The 27th Boat Race between crews from the University of Oxford and the University of Cambridge took place on the River Thames on the 6 April 1870. Cambridge won by 1 1/2 lengths in a time of 22 minutes 4 seconds, their first victory since the 1860 race.

==Background==
The Boat Race is a side-by-side rowing competition between the University of Oxford (sometimes referred to as the "Dark Blues") and the University of Cambridge (sometimes referred to as the "Light Blues"). The race was first held in 1829, and since 1845 has taken place on the 4.2 mi Championship Course on the River Thames in southwest London. Oxford went into the race as reigning champions, having defeated Cambridge by three lengths in the previous year's race and led overall with sixteen wins to Cambridge's ten.

Cambridge were coached by George Morrison who had also coached them in 1869. He had rowed in the 1859, 1860 and 1861 races and had also acted as a non-rowing president for the 1862 race, yet the previous year's decision to engage a member of the opposing university was greeted with consternation and considered by many Cantabrigians as "a disgrace to the Club". Morrison had also coached Oxford six times previously. Oxford's coach was Frank Willan, who had rowed in four victories for the Dark Blues between the 1866 and the 1869 race.
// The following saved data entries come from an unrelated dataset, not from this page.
//! # filtercrate
//!
//! Translate untrusted URL query parameters into parameterized backend
//! queries.
//!
//! The pipeline has three stages:
//! 1. [`QueryState::parse_params`] turns `name → values` into typed
//!    [`FilterAttribute`]s plus `limit`/`page`.
//! 2. [`FieldMetadataCache`] derives, once per model type, which fields are
//!    filterable, under which parameter name and logical type.
//! 3. [`QueryBuilder::build`] dispatches every matching attribute through the
//!    [`AdapterRegistry`] (logical type × operator) and applies pagination.
//!
//! ```rust,ignore
//! use filtercrate::{FilterModel, QueryBuilder, QueryState};
//!
//! let builder = QueryBuilder::sea_orm();
//! let mut state = QueryState::new(50);
//! state.parse_params([("title_contains", ["Hello"]), ("limit", ["5"]), ("page", ["3"])])?;
//! // SELECT ... WHERE "title" LIKE ? ESCAPE '!' LIMIT 5 OFFSET 10
//! let query = builder.build::<content::Model>(&state, content::Entity::find())?;
//! ```
//!
//! Parameters that do not resolve to a declared field and a supported
//! operator have no effect on the query.

pub mod adapter;
pub mod builder;
pub mod config;
pub mod errors;
pub mod filtering;
pub mod metadata;

#[cfg(feature = "derive")]
pub use filtercrate_derive::FilterModel;

pub use adapter::{AdapterRegistry, DbAdapter, PagerFn, PredicateFn, SeaOrmAdapter};
pub use builder::QueryBuilder;
pub use config::QueryConfig;
pub use errors::{FilterError, MetadataError};
pub use filtering::{FilterAttribute, Operator, QueryState};
pub use metadata::{
    FieldDeclaration, FieldFilterConfig, FieldMetadataCache, FilterModel, LogicalType, ModelDescriptor,
    ModelFilterConfig, StructuralField,
};
//! A Sea-ORM entity using every `#[filter]` form
use filtercrate::{FilterModel, FieldMetadataCache, LogicalType};
use sea_orm::entity::prelude::*;

pub mod content {
    use super::*;

    #[derive(Clone, Debug, PartialEq, Eq, DeriveEntityModel, FilterModel)]
    #[sea_orm(table_name = "content")]
    pub struct Model {
        #[sea_orm(primary_key)]
        #[filter(kind = "number")]
        pub id: i32,

        #[filter(kind = "string")]
        pub title: String,

        #[filter = "param:body;type:text"]
        pub body: String,

        #[sea_orm(column_name = "click_total")]
        #[filter(param = "clickCount", kind = "number")]
        pub click_count: i64,

        #[filter(skip)]
        pub private_bio: String,

        pub secret: String,
    }

    #[derive(Copy, Clone, Debug, EnumIter, DeriveRelation)]
    pub enum Relation {}

    impl ActiveModelBehavior for ActiveModel {}
}

fn main() {
    let cache = FieldMetadataCache::new();
    let config = cache.get_or_derive::<content::Model>().unwrap();
    assert_eq!(config.model(), "content");
    assert_eq!(config.len(), 4);

    let clicks = config.get("clickCount").unwrap();
    assert_eq!(clicks.external_param, "clickCount");
    assert_eq!(clicks.backend_field_name, "click_total");
    assert_eq!(clicks.resolved_type(), Some(LogicalType::Number));
}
He also rowed for Oxford against Harvard University in 1869. The race was umpired by Joseph William Chitty who had rowed for Oxford twice in 1849 (in the March and December races) and the 1852 race, while the starter was Edward Searle.

==Crews==
The two sets of rowers averaged the same weight, at 11 st 13.25 lb (75.7 kg) each. Oxford's crew contained four Blues, two of whom (S. D. Darbishire and W. D. Benson) were rowing in their third consecutive race. Similarly, Cambridge saw four of the 1869 crew return including the Cambridge University Boat Club president John Goldie and John Dale.

The Championship Course, along which the race is conducted

| Seat | Cambridge |  |  | Oxford |  |  |
| Name | College | Weight | Name | College | Weight |
| Bow | E. S. L Randolph | 3rd Trinity | 10 st 11.5 lb | R. W. B. Mirehouse | University | 11 st 0 lb |
| 2 | J. H. Ridley | Jesus | 11 st 9.5 lb | A. G. P. Lewis | University | 11 st 2.5 lb |
| 3 | J. W. Dale | Lady Margaret Boat Club | 12 st 2.5 lb | T. S. Baker | Queen's | 12 st 9 lb |
| 4 | E. A. A. Spencer | 2nd Trinity | 12 st 4.5 lb | J. E. Edwards-Moss | Balliol | 13 st 0 lb |
| 5 | W. H. Lowe | Christ's | 12 st 7.5 lb | F. E. H. Payne | St John's | 12 st 10 lb |
| 6 | E. L. Phelps | Sidney Sussex | 12 st 1.5 lb | S. H. Woodhouse | University | 11 st 4 lb |
| 7 | J. F. Strachan | Trinity Hall | 11 st 13 lb | W. D. Benson (P) | Balliol | 11 st 13 lb |
| Stroke | J. H. D. Goldie (P) | Lady Margaret Boat Club | 12 st 0 lb | S. D. Darbishire | Balliol | 11 st 11 lb |
| Cox | H. E. Gordon | 1st Trinity | 7 st 12 lb | F. H. Hall | Corpus Christi | 7 st 7 lb |
Source: (P) – boat club president

==Race==
According to Drinkwater, despite Oxford being "manifestly the weaker crew", they were pre-race favourites based on their "prestige". A report in The Graphic noted that only two steamers were present, following the race, one carrying the umpire, the other to transport the Edward, Prince of Wales (who later became King Edward VII) and the Francis, Prince of Teck amongst others.

Our stroke was worth his weight i' gold,
And well did Granta's sons
Take up the time they'd given them
By Goldie of St John's!
— S. H. Catty

Oxford won the toss and elected to start from the Surrey station, handing the Middlesex side of the river to Cambridge. Cambridge took an early lead even though their stroke rate was lower than that of the Dark Blues, and led by three-quarters of a length by the time the crews shot Hammersmith Bridge. Oxford stayed in touch for the next 0.5 mile but following a spurt, they almost levelled the race by Chiswick Eyot. Cambridge's stroke John Goldie led a surge to pull back ahead of Oxford, and despite their best efforts, Oxford could not recover. Cambridge won by 1 1/2 lengths in a time of 22 minutes 4 seconds. The victory was Cambridge's first since the 1860 race, and brought the overall record to 16-11 in Oxford's favour.